In particular it was shown that, on any subset of
a metric space, the subspace topology coincides with the metric
space topology
(Corollary 1.12).
The lecture concluded by giving the definition of
Hausdorff spaces,
proving that metric spaces are Hausdorff spaces
(Lemma 1.17),
and showing also that
infinite
sets with the cofinite topology are not Hausdorff spaces.
The lecture concluded with
brief informal discussion of the Zariski topology on
ℝ^{n} (not included in the course
notes for MA342R in Hilary Term 2017). A subset
of ℝ is closed with respect to the Zariski
topology on ℝ if and only if it is the set
of common zeros of some collection of polynomials
in n indeterminates with real coefficients.
(A fuller discussion of Zariski
topologies on algebraic sets is to be found in
Section 11
of the course notes for
TCD Mathematics module MA3412 in Hilary Term 2010.)

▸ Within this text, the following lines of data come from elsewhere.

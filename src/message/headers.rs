use chrono::{DateTime, Utc};
use serde::{Deserialize, Serialize};
use url::Url;

use super::MessageId;

pub const MESSAGE_ID: &str = "MessageId";
pub const MESSAGE_NAME: &str = "MessageName";
pub const ORIGINATION: &str = "Origination";
pub const DESTINATION: &str = "Destination";
pub const REPLY_TO: &str = "ReplyTo";
pub const EXPIRES: &str = "Expires";
pub const CONTENT_TYPE: &str = "Content-Type";
pub const SYNCHRONOUS: &str = "Synchronous";

/// Ordered collection of message headers.
///
/// Header names keep the casing they were first set with but are compared
/// case-insensitively, so `content-type` and `Content-Type` address the same
/// entry. Insertion order is preserved, which is also the order headers are
/// written onto outbound requests.
#[derive(Debug, Clone, Default, PartialEq, Eq, Serialize, Deserialize)]
pub struct MessageHeaders {
    entries: Vec<(String, String)>,
}

impl MessageHeaders {
    pub fn new() -> Self {
        Self::default()
    }

    pub fn get(&self, name: &str) -> Option<&str> {
        self.entries
            .iter()
            .find(|(key, _)| key.eq_ignore_ascii_case(name))
            .map(|(_, value)| value.as_str())
    }

    /// Sets a header, replacing the value of an existing entry with the same
    /// name (ignoring case) in place.
    pub fn set(&mut self, name: impl Into<String>, value: impl Into<String>) {
        let name = name.into();
        let value = value.into();
        match self
            .entries
            .iter_mut()
            .find(|(key, _)| key.eq_ignore_ascii_case(&name))
        {
            Some(entry) => entry.1 = value,
            None => self.entries.push((name, value)),
        }
    }

    pub fn remove(&mut self, name: &str) -> Option<String> {
        let index = self
            .entries
            .iter()
            .position(|(key, _)| key.eq_ignore_ascii_case(name))?;
        Some(self.entries.remove(index).1)
    }

    pub fn iter(&self) -> impl Iterator<Item = (&str, &str)> {
        self.entries.iter().map(|(k, v)| (k.as_str(), v.as_str()))
    }

    pub fn len(&self) -> usize {
        self.entries.len()
    }

    pub fn is_empty(&self) -> bool {
        self.entries.is_empty()
    }

    pub fn message_id(&self) -> Option<MessageId> {
        self.get(MESSAGE_ID).and_then(|v| v.parse().ok())
    }

    pub fn set_message_id(&mut self, id: MessageId) {
        self.set(MESSAGE_ID, id.to_string());
    }

    pub fn message_name(&self) -> Option<&str> {
        self.get(MESSAGE_NAME)
    }

    pub fn set_message_name(&mut self, name: impl Into<String>) {
        self.set(MESSAGE_NAME, name);
    }

    pub fn origination(&self) -> Option<Url> {
        self.get_url(ORIGINATION)
    }

    pub fn set_origination(&mut self, uri: &Url) {
        self.set(ORIGINATION, uri.as_str());
    }

    pub fn destination(&self) -> Option<Url> {
        self.get_url(DESTINATION)
    }

    pub fn set_destination(&mut self, uri: &Url) {
        self.set(DESTINATION, uri.as_str());
    }

    pub fn reply_to(&self) -> Option<Url> {
        self.get_url(REPLY_TO)
    }

    pub fn set_reply_to(&mut self, uri: &Url) {
        self.set(REPLY_TO, uri.as_str());
    }

    /// Expiration timestamp, stored in RFC 3339 form.
    pub fn expires(&self) -> Option<DateTime<Utc>> {
        self.get(EXPIRES)
            .and_then(|v| DateTime::parse_from_rfc3339(v).ok())
            .map(|dt| dt.with_timezone(&Utc))
    }

    pub fn set_expires(&mut self, expires: DateTime<Utc>) {
        self.set(EXPIRES, expires.to_rfc3339());
    }

    pub fn content_type(&self) -> Option<&str> {
        self.get(CONTENT_TYPE)
    }

    pub fn set_content_type(&mut self, content_type: impl Into<String>) {
        self.set(CONTENT_TYPE, content_type);
    }

    pub fn synchronous(&self) -> bool {
        self.get(SYNCHRONOUS)
            .map(|v| v.trim().eq_ignore_ascii_case("true"))
            .unwrap_or(false)
    }

    pub fn set_synchronous(&mut self, synchronous: bool) {
        self.set(SYNCHRONOUS, if synchronous { "true" } else { "false" });
    }

    fn get_url(&self, name: &str) -> Option<Url> {
        self.get(name).and_then(|v| Url::parse(v).ok())
    }
}

impl<K, V> FromIterator<(K, V)> for MessageHeaders
where
    K: Into<String>,
    V: Into<String>,
{
    fn from_iter<I: IntoIterator<Item = (K, V)>>(iter: I) -> Self {
        let mut headers = MessageHeaders::new();
        for (name, value) in iter {
            headers.set(name, value);
        }
        headers
    }
}
//! The `bus` module wires the components of a bus instance together.
//!
//! [`Bus::start`] opens storage, creates the `Inbound` and `Outbound`
//! queues, and starts one subscription lease task per configured
//! subscription. Messages addressed to this instance are delivered into the
//! `Inbound` queue, whose listener dispatches them to the application's
//! handlers. Messages sent without a `Destination` are routed by the
//! configured [`SendRules`].

use std::sync::{Arc, Mutex, PoisonError};
use std::time::Duration;

use async_trait::async_trait;
use tokio::task::JoinHandle;
use tokio_util::sync::CancellationToken;
use tracing::{debug, info, warn};

use crate::config::Settings;
use crate::diagnostics::{DiagnosticEvent, DiagnosticEventKind, DiagnosticService};
use crate::handler::{HandleMessage, MessageHandler};
use crate::journal::{JournalCategory, MessageJournal, SledMessageJournal};
use crate::message::{Message, SenderPrincipal};
use crate::persistence::SledQueueStore;
use crate::queue::{BoxError, QueueName, QueueingService};
use crate::subscription::{
    LeaseOutcome, SledSubscriptionTracking, SubscriptionLeaseManager, SubscriptionTrackingService,
    TopicName,
};
use crate::transport::{
    HttpTransportService, LocalDeliveryHandler, PublishReport, TransportError, TransportOptions,
};
use crate::utils::BusError;

mod send_rules;

pub use send_rules::{SendRule, SendRules};

const SOURCE: &str = "bus";

pub const INBOUND_QUEUE: &str = "Inbound";

pub struct Bus {
    transport: Arc<HttpTransportService>,
    queueing: Arc<QueueingService>,
    subscription_tracking: Arc<SledSubscriptionTracking>,
    journal: Arc<SledMessageJournal>,
    send_rules: SendRules,
    leases: CancellationToken,
    lease_tasks: Mutex<Vec<JoinHandle<LeaseOutcome>>>,
}

/// Journals messages delivered to this instance and hands them to the
/// `Inbound` queue.
struct InboundDelivery {
    queueing: Arc<QueueingService>,
    inbound: QueueName,
    journal: Arc<SledMessageJournal>,
}

#[async_trait]
impl LocalDeliveryHandler for InboundDelivery {
    async fn deliver(&self, message: Message, principal: Option<SenderPrincipal>) -> Result<(), BoxError> {
        self.journal.append(&message, JournalCategory::Received).await?;
        self.queueing
            .enqueue_message(&self.inbound, message, principal)
            .await?;
        Ok(())
    }
}

impl Bus {
    /// Starts a bus instance from `settings`, dispatching inbound messages
    /// to `handlers`.
    pub async fn start(
        settings: &Settings,
        handlers: Vec<Arc<dyn HandleMessage>>,
        diagnostics: Arc<dyn DiagnosticService>,
    ) -> Result<Self, BusError> {
        let base_uri = settings.base_uri()?;
        let endpoints = settings.endpoint_collection()?;
        let queue_options = settings.queue_options();
        let send_rules = settings.send_rules()?;

        let db = sled::open(&settings.storage.path)?;
        let store = Arc::new(SledQueueStore::from_db(db.clone()));
        let journal = Arc::new(SledMessageJournal::from_db(db.clone())?);
        let subscription_tracking = Arc::new(SledSubscriptionTracking::from_db(db));
        let queueing = Arc::new(QueueingService::new(store, diagnostics.clone()));

        let inbound = QueueName::new(INBOUND_QUEUE);
        let handler = Arc::new(MessageHandler::new(handlers, diagnostics.clone()));
        queueing
            .create_queue(inbound.clone(), handler, queue_options.clone())
            .await?;

        let mut options = TransportOptions::new(base_uri, queueing.clone(), subscription_tracking.clone());
        options.endpoints = endpoints.clone();
        options.journal = Some(journal.clone());
        options.bypass_local_destination = settings.server.bypass_local_destination;
        options.local_delivery = Some(Arc::new(InboundDelivery {
            queueing: queueing.clone(),
            inbound,
            journal: journal.clone(),
        }));
        options.outbound_queue = queue_options;
        options.diagnostics = diagnostics.clone();

        let transport = Arc::new(HttpTransportService::new(options)?);
        transport.init().await?;

        let leases = CancellationToken::new();
        let manager = Arc::new(SubscriptionLeaseManager::new(
            transport.clone(),
            endpoints,
            settings.lease_options(),
            diagnostics.clone(),
        ));
        let lease_tasks = settings
            .subscriptions
            .iter()
            .map(|subscription| {
                let manager = manager.clone();
                let cancel = leases.child_token();
                let endpoint = subscription.endpoint.clone();
                let topic = TopicName::new(subscription.topic.clone());
                let ttl = Duration::from_secs(subscription.ttl_secs);
                tokio::spawn(async move { manager.run_for_endpoint(&endpoint, topic, ttl, cancel).await })
            })
            .collect();

        diagnostics.emit(
            DiagnosticEvent::new(SOURCE, DiagnosticEventKind::ComponentInitialization)
                .uri(Some(transport.base_uri()))
                .detail(format!(
                    "Bus started with {} subscription(s)",
                    settings.subscriptions.len()
                )),
        );
        info!(base_uri = %transport.base_uri(), "Bus started");

        Ok(Self {
            transport,
            queueing,
            subscription_tracking,
            journal,
            send_rules,
            leases,
            lease_tasks: Mutex::new(lease_tasks),
        })
    }

    /// Sends a point-to-point message.
    ///
    /// A message with a `Destination` goes there. Otherwise every endpoint
    /// named by a send rule matching its `MessageName` gets an addressed
    /// copy with a fresh `MessageId`. All endpoints are resolved before
    /// anything is sent, so an unknown endpoint name sends nothing.
    pub async fn send(&self, message: Message, principal: Option<SenderPrincipal>) -> Result<(), BusError> {
        if message.headers().destination().is_some() {
            self.transport.send_message(message, None, principal).await?;
            return Ok(());
        }

        let name = message.headers().message_name().unwrap_or_default();
        let endpoints = self.transport.endpoints();
        let destinations = self
            .send_rules
            .endpoints_for(name)
            .into_iter()
            .map(|endpoint| endpoints.by_name(endpoint).map(|e| e.address.clone()))
            .collect::<Result<Vec<_>, _>>()?;
        if destinations.is_empty() {
            return Err(TransportError::MissingDestination.into());
        }

        debug!(message_name = name, "Routing message to {} endpoint(s)", destinations.len());
        for destination in destinations {
            self.transport
                .send_message(message.readdressed(&destination), None, principal.clone())
                .await?;
        }
        Ok(())
    }

    pub async fn publish(&self, message: &Message, topic: &TopicName) -> Result<PublishReport, BusError> {
        Ok(self.transport.publish_message(message, topic).await?)
    }

    /// Subscribers of the topics this instance publishes.
    pub fn subscription_tracking(&self) -> Arc<dyn SubscriptionTrackingService> {
        self.subscription_tracking.clone()
    }

    /// Every message sent, received or published by this instance.
    pub fn journal(&self) -> &SledMessageJournal {
        &self.journal
    }

    pub fn transport(&self) -> &HttpTransportService {
        &self.transport
    }

    pub fn queueing(&self) -> &QueueingService {
        &self.queueing
    }

    /// Stops every lease task and queue. Pending messages stay in storage.
    pub async fn shutdown(&self) {
        self.leases.cancel();
        let tasks: Vec<_> = self
            .lease_tasks
            .lock()
            .unwrap_or_else(PoisonError::into_inner)
            .drain(..)
            .collect();
        for task in tasks {
            if let Err(e) = task.await {
                warn!("Subscription lease task failed: {e}");
            }
        }
        self.queueing.shutdown();
        info!("Bus shut down");
    }
}

impl std::fmt::Debug for Bus {
    fn fmt(&self, f: &mut std::fmt::Formatter<'_>) -> std::fmt::Result {
        f.debug_struct("Bus")
            .field("transport", &self.transport)
            .finish()
    }
}
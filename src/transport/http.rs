//! HTTP transport
//!
//! [`HttpTransportService`] moves messages between bus instances:
//!
//! - synchronous sends are posted immediately and the outcome is returned
//!   to the caller
//! - asynchronous sends are stored on the `Outbound` queue and posted by
//!   its listener, so the queue's retry policy applies
//! - publications are fanned out to every live subscriber of the topic
//!
//! Every send is journaled before it goes on the wire. Messages addressed
//! to this instance can skip the wire entirely when bypass is enabled.

use std::sync::Arc;

use async_trait::async_trait;
use futures::future::join_all;
use reqwest::header::CONTENT_TYPE;
use tokio_util::sync::CancellationToken;
use tracing::{debug, info, warn};
use url::Url;

use super::endpoint::{EndpointCollection, EndpointCredentials, with_trailing_slash};
use super::error::{TransportError, classify_status};
use crate::diagnostics::{self, DiagnosticEvent, DiagnosticEventKind, DiagnosticService};
use crate::journal::{JournalCategory, MessageJournal};
use crate::message::{Message, MessageId, SenderPrincipal, headers};
use crate::queue::{BoxError, QueueListener, QueueName, QueueOptions, QueuedMessageContext, QueueingService};
use crate::subscription::{SubscriptionLease, SubscriptionRequester, SubscriptionTrackingService, TopicName};

const SOURCE: &str = "transport";

pub const OUTBOUND_QUEUE: &str = "Outbound";

/// Receives messages whose destination is this instance when the wire is
/// bypassed.
#[async_trait]
pub trait LocalDeliveryHandler: Send + Sync {
    async fn deliver(&self, message: Message, principal: Option<SenderPrincipal>) -> Result<(), BoxError>;
}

Lecture 4 (January 23, 2017)

This lecture discussed continuous functions between
topological spaces. A function f : X → Y
from a topological space X to a topological space Y
is continuous if and only if the preimage f^{1}(V)
of every open set V in Y is open in X.
The lecture introduced the definition of continuity at a
point of a topological space:
a function f : X → Y
from a topological space X to a topological space Y
is continuous at a point p of X if and only if
the preimage f^{1}(N) of every
neighbourhood N of f(p) in Y
is a neighbourhood of p in X. It was proved
that a function f : X → Y
is continuous on X if and only if it is continuous
at every point of X
(see
Proposition 1.20;
see also
Proposition 1.6.15 of
Mathematics MA3421, Functional Analysis I,
Chapter 1 (Michaelmas Term 2016, TCD, R.M. Timoney, TCD)
).
The lecture also included a statement and proof of
the Pasting Lemma (also known as the
Gluing Lemma): if a topological space is
represented as a finite union of closed subsets,
then a function mapping that space to a topological space
is continuous if and only if its restriction to each of
those closed subsets is continuous
(see
Lemma 1.24).
(Material from Proposition 1.25 onwards was not discussed
on January 23, 2017, but was subsequently covered at the
beginning of the later lecture on January 30, 2017.)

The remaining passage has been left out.